Saturday, January 9, 2010

Lyme Light Beginnings

As I recall it, the year 2009 rolled in with the same sense of newness and imminent possibilities shimmering on its horizon as I feel this 2010 January season. Of course, the year 2009 itself, while filled with those pockets of deep joy life seems to dish out in all the seemingly mundane moments, also proved to be full of hairpin turns and harrowing valleys I could not have anticipated.

Like many in our nation, I faced the first lay-off I've ever experienced in my personal employment history. Directly on the heels of the GM and Chrysler bankruptcy announcements (two of our major clients), one-third of the partnership in our corporation broke off into its own company, and our business could not rally under those three daunting blows. After seven years of dedicated faithfulness to my company, and despite seniority, I was laid off and joined the overflowing masses of the unemployed. (Faithfulness and seniority do not help pay a corporation's electric bills, and all the hard-work in the world cannot generate a case-load out of thin air.)

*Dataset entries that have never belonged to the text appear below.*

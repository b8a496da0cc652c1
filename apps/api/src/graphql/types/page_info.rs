//! Relay page metadata

use async_graphql::SimpleObject;

use crate::graphql::creator::ResolverCreator;
use crate::graphql::pagination::{PLACEHOLDER_END_CURSOR, PLACEHOLDER_START_CURSOR};

/// Information about the current page of a connection
#[derive(Debug, Clone, PartialEq, Eq, SimpleObject)]
pub struct PageInfo {
    /// Cursor of the first edge in the page
    pub start_cursor: Option<String>,
    /// Cursor of the last edge in the page
    pub end_cursor: Option<String>,
    /// Whether more edges exist after `endCursor`
    pub has_next_page: bool,
    /// Whether more edges exist before `startCursor`
    pub has_previous_page: bool,
}

impl PageInfo {
    pub fn new(
        start_cursor: Option<String>,
        end_cursor: Option<String>,
        has_next_page: bool,
        has_previous_page: bool,
    ) -> Self {
        Self {
            start_cursor,
            end_cursor,
            has_next_page,
            has_previous_page,
        }
    }
}

/// Page info reported by connections that are not backed by data yet
pub(crate) fn placeholder_page_info(creator: &dyn ResolverCreator) -> PageInfo {
    creator.new_page_info(
        Some(PLACEHOLDER_START_CURSOR.to_string()),
        Some(PLACEHOLDER_END_CURSOR.to_string()),
        true,
        false,
    )
}
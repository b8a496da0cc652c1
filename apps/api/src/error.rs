//! Error handling for the EdgeCloud API HTTP surface
//!
//! GraphQL resolvers report errors through [`crate::graphql::error`]; this
//! type covers everything answered outside a GraphQL response.

use axum::{
    http::StatusCode,
    response::{IntoResponse, Response},
    Json,
};
use serde::Serialize;
use thiserror::Error;

/// API error response body
#[derive(Debug, Serialize)]
pub struct ErrorResponse {
    /// Error code for client-side handling
    pub code: &'static str,
    /// Human-readable error message
    pub message: String,
}

/// HTTP-level API errors
#[derive(Error, Debug)]
pub enum ApiError {
    /// No route matches the request path
    #[error("no route for {method} {path}")]
    RouteNotFound { method: String, path: String },

    /// Request body could not be parsed as a GraphQL request
    #[error("invalid request body: {0}")]
    InvalidBody(String),
}

impl ApiError {
    /// Create a not found error for a request that matched no route
    pub fn route_not_found(method: impl Into<String>, path: impl Into<String>) -> Self {
        Self::RouteNotFound {
            method: method.into(),
            path: path.into(),
        }
    }

    /// Get the HTTP status code for this error
    pub fn status_code(&self) -> StatusCode {
        match self {
            Self::RouteNotFound { .. } => StatusCode::NOT_FOUND,
            Self::InvalidBody(_) => StatusCode::BAD_REQUEST,
        }
    }

    /// Get the error code string for client-side handling
    pub fn error_code(&self) -> &'static str {
        match self {
            Self::RouteNotFound { .. } => "NOT_FOUND",
            Self::InvalidBody(_) => "INVALID_BODY",
        }
    }

    /// Log the error at debug level; every variant is a client error
    pub fn log(&self) {
        tracing::debug!(
            error = %self,
            code = self.error_code(),
            status = self.status_code().as_u16(),
            "Client error"
        );
    }
}

impl IntoResponse for ApiError {
    fn into_response(self) -> Response {
        self.log();

        let status = self.status_code();
        let error_response = ErrorResponse {
            code: self.error_code(),
            message: self.to_string(),
        };

        (status, Json(error_response)).into_response()
    }
}

/// Result type alias for API operations
pub type ApiResult<T> = Result<T, ApiError>;
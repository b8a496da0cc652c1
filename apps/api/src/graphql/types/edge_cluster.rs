//! Edge cluster GraphQL types

use async_graphql::{ErrorExtensions, Object, Result, ID};

use crate::graphql::creator::{random_identifier, SharedResolverCreator};
use crate::graphql::error::{require_non_blank, ResolverResult};

use super::page_info::placeholder_page_info;
use super::PageInfo;

/// An edge cluster provisioned for a tenant
pub struct EdgeCluster {
    id: ID,
    name: String,
}

impl EdgeCluster {
    /// Create an edge cluster resolver with a generated display name
    pub fn new(edge_cluster_id: ID) -> ResolverResult<Self> {
        Self::with_name(edge_cluster_id, random_identifier())
    }

    pub fn with_name(edge_cluster_id: ID, name: impl Into<String>) -> ResolverResult<Self> {
        require_non_blank("edgeClusterId", &edge_cluster_id)?;
        Ok(Self {
            id: edge_cluster_id,
            name: name.into(),
        })
    }
}

#[Object]
impl EdgeCluster {
    /// Unique edge cluster identifier
    async fn id(&self) -> &ID {
        &self.id
    }

    /// Display name
    async fn name(&self) -> &str {
        &self.name
    }
}

/// Edge of an edge cluster connection
#[derive(Clone)]
pub struct EdgeClusterTypeEdge {
    creator: SharedResolverCreator,
    edge_cluster_id: ID,
    cursor: String,
}

impl EdgeClusterTypeEdge {
    pub fn new(
        creator: SharedResolverCreator,
        edge_cluster_id: ID,
        cursor: String,
    ) -> ResolverResult<Self> {
        require_non_blank("edgeClusterId", &edge_cluster_id)?;
        require_non_blank("cursor", &cursor)?;
        Ok(Self {
            creator,
            edge_cluster_id,
            cursor,
        })
    }
}

#[Object]
impl EdgeClusterTypeEdge {
    /// The edge cluster at the end of the edge
    async fn node(&self) -> Result<EdgeCluster> {
        self.creator
            .clone()
            .new_edge_cluster(self.edge_cluster_id.clone())
            .map_err(|e| e.extend())
    }

    /// Opaque position of this edge
    async fn cursor(&self) -> &str {
        &self.cursor
    }
}

/// Relay connection over edge clusters
pub struct EdgeClusterTypeConnection {
    creator: SharedResolverCreator,
    edges: Vec<EdgeClusterTypeEdge>,
}

impl EdgeClusterTypeConnection {
    pub fn new(creator: SharedResolverCreator) -> Self {
        Self {
            creator,
            edges: Vec::new(),
        }
    }
}

#[Object]
impl EdgeClusterTypeConnection {
    async fn page_info(&self) -> PageInfo {
        placeholder_page_info(self.creator.as_ref())
    }

    async fn edges(&self) -> Vec<EdgeClusterTypeEdge> {
        self.edges.clone()
    }

    /// Total number of edge clusters
    async fn total_count(&self) -> i32 {
        i32::try_from(self.edges.len()).unwrap_or(i32::MAX)
    }
}
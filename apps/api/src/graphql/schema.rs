//! GraphQL schema builder for EdgeCloud
//!
//! This module provides the schema construction for the async-graphql API.

use async_graphql::{EmptySubscription, Schema};

use crate::config::Config;

use super::creator::{DefaultResolverCreator, SharedResolverCreator};
use super::mutation::Mutation;
use super::query::Query;

/// The EdgeCloud GraphQL schema type
pub type EdgeCloudSchema = Schema<Query, Mutation, EmptySubscription>;

/// Builder for constructing the GraphQL schema with its resolver creator
pub struct SchemaBuilder {
    creator: Option<SharedResolverCreator>,
    depth_limit: Option<usize>,
    complexity_limit: Option<usize>,
    introspection: bool,
}

impl SchemaBuilder {
    /// Create a new schema builder
    pub fn new() -> Self {
        Self {
            creator: None,
            depth_limit: None,
            complexity_limit: None,
            introspection: true,
        }
    }

    /// Apply the GraphQL limits and introspection setting from configuration
    pub fn from_config(config: &Config) -> Self {
        Self::new()
            .depth_limit(config.graphql_depth_limit)
            .complexity_limit(config.graphql_complexity_limit)
            .introspection(config.graphql_introspection)
    }

    /// Set the resolver creator
    ///
    /// If not set, a [`DefaultResolverCreator`] is used.
    pub fn resolver_creator(mut self, creator: SharedResolverCreator) -> Self {
        self.creator = Some(creator);
        self
    }

    /// Limit query nesting depth
    pub fn depth_limit(mut self, limit: usize) -> Self {
        self.depth_limit = Some(limit);
        self
    }

    /// Limit query complexity
    pub fn complexity_limit(mut self, limit: usize) -> Self {
        self.complexity_limit = Some(limit);
        self
    }

    /// Enable or disable schema introspection
    pub fn introspection(mut self, enabled: bool) -> Self {
        self.introspection = enabled;
        self
    }

    /// Build the schema
    pub fn build(self) -> EdgeCloudSchema {
        let creator = self.creator.unwrap_or_else(DefaultResolverCreator::shared);

        let mut builder =
            Schema::build(Query::default(), Mutation::default(), EmptySubscription).data(creator);

        if let Some(depth) = self.depth_limit {
            builder = builder.limit_depth(depth);
        }
        if let Some(complexity) = self.complexity_limit {
            builder = builder.limit_complexity(complexity);
        }
        if !self.introspection {
            builder = builder.disable_introspection();
        }

        builder.finish()
    }
}

impl Default for SchemaBuilder {
    fn default() -> Self {
        Self::new()
    }
}

/// Create a new GraphQL schema around the given resolver creator
pub fn build_schema(creator: SharedResolverCreator) -> EdgeCloudSchema {
    SchemaBuilder::new().resolver_creator(creator).build()
}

At the time, however, as deep as the job loss frustration was, it was small potatoes compared to the devastating hits my family was taking on other fronts. The coming months would find me diagnosed with arsenic poisoning, Babesia, Errlichia, and chronic disseminated Lyme Disease: medical conditions I barely (if at all) knew existed prior to 2009. As a result of those diagnoses, our adoption agency would close our adoption file, and my doctors would recommend we not continue our plans to grow our family biologically. Our daughter, who was under two, would be put through a myriad of her own doctor visits and tests, due to my medical conditions, to determine whether I'd passed them on to her in utero...and she would experience her first seizure.

My husband would struggle to keep this family afloat financially, emotionally, and spiritually while facing his own physical challenges: foot surgery, the discovery of food allergies, and chellation to help preserve his one functioning kidney.

While our family's struggles this past year are not necessarily unique struggles to humankind, nor even the most daunting a family has ever faced, they did carry with them all the uniqueness one bundle of human stresses can: They were OURS. Ours alone. Our unique combination. Our unique set of weaknesses, strengths, resources, tools, and faith to help us or hinder us in tackling and overcoming them.

And, in that sense this blog will be both unique and universal. It will be my perspective on my unique family's struggles, not just this past year, but the ones we face in the coming year(s)... but I suspect that as you read, you will see that in many ways, the heart of our emotional and spiritual struggles/victories have been yours as your life's personal valleys and mountaintops.